**Task to complete**: Exactness is required. Restate every entry as written.

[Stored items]
────

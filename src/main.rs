mod commands;
mod render;

use std::path::PathBuf;

use anyhow::Result;
use clap::{Parser, Subcommand};
use tracing::Level;

use commands::CompileArgs;

#[derive(Parser)]
#[command(name = "s2c")]
#[command(about = "Turn a scraped university timetable into an iCalendar file")]
struct Cli {
    /// Log pipeline decisions to stderr (-v for info, -vv for debug)
    #[arg(short, long, action = clap::ArgAction::Count, global = true)]
    verbose: u8,

    #[command(subcommand)]
    command: Commands,
}

#[derive(Subcommand)]
enum Commands {
    /// Compile a scraped schedule into an .ics file
    Compile {
        #[command(flatten)]
        args: CompileArgs,

        /// Where to write the .ics file (defaults to output_dir from config, then the current directory)
        #[arg(short, long)]
        output: Option<PathBuf>,
    },
    /// List every class occurrence without writing anything
    Preview {
        #[command(flatten)]
        args: CompileArgs,

        /// Print the compiled events as JSON instead
        #[arg(long)]
        json: bool,
    },
    /// Show the config file location
    Config,
}

fn main() -> Result<()> {
    let cli = Cli::parse();

    init_tracing(cli.verbose);

    match cli.command {
        Commands::Compile { args, output } => commands::compile::run(&args, output),
        Commands::Preview { args, json } => commands::preview::run(&args, json),
        Commands::Config => commands::config::run(),
    }
}

fn init_tracing(verbose: u8) {
    let level = match verbose {
        0 => Level::WARN,
        1 => Level::INFO,
        _ => Level::DEBUG,
    };

    tracing_subscriber::fmt()
        .with_max_level(level)
        .with_target(false)
        .with_writer(std::io::stderr)
        .init();
}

────

**Exercise answer**:
filename src/main.rs
mod commands;
mod render;

use std::path::PathBuf;

use anyhow::Result;
use clap::{Parser, Subcommand};
use tracing::Level;

use commands::CompileArgs;

#[derive(Parser)]
#[command(name = "s2c")]
#[command(about = "Turn a scraped university timetable into an iCalendar file")]
struct Cli {
    /// Log pipeline decisions to stderr (-v for info, -vv for debug)
    #[arg(short, long, action = clap::ArgAction::Count, global = true)]
    verbose: u8,

    #[command(subcommand)]
    command: Commands,
}

#[derive(Subcommand)]
enum Commands {
    /// Compile a scraped schedule into an .ics file
    Compile {
        #[command(flatten)]
        args: CompileArgs,

        /// Where to write the .ics file (defaults to output_dir from config, then the current directory)
        #[arg(short, long)]
        output: Option<PathBuf>,
    },
    /// List every class occurrence without writing anything
    Preview {
        #[command(flatten)]
        args: CompileArgs,

        /// Print the compiled events as JSON instead
        #[arg(long)]
        json: bool,
    },
    /// Show the config file location
    Config,
}

fn main() -> Result<()> {
    let cli = Cli::parse();

    init_tracing(cli.verbose);

    match cli.command {
        Commands::Compile { args, output } => commands::compile::run(&args, output),
        Commands::Preview { args, json } => commands::preview::run(&args, json),
        Commands::Config => commands::config::run(),
    }
}

fn init_tracing(verbose: u8) {
    let level = match verbose {
        0 => Level::WARN,
        1 => Level::INFO,
        _ => Level::DEBUG,
    };

    tracing_subscriber::fmt()
        .with_max_level(level)
        .with_target(false)
        .with_writer(std::io::stderr)
        .init();
}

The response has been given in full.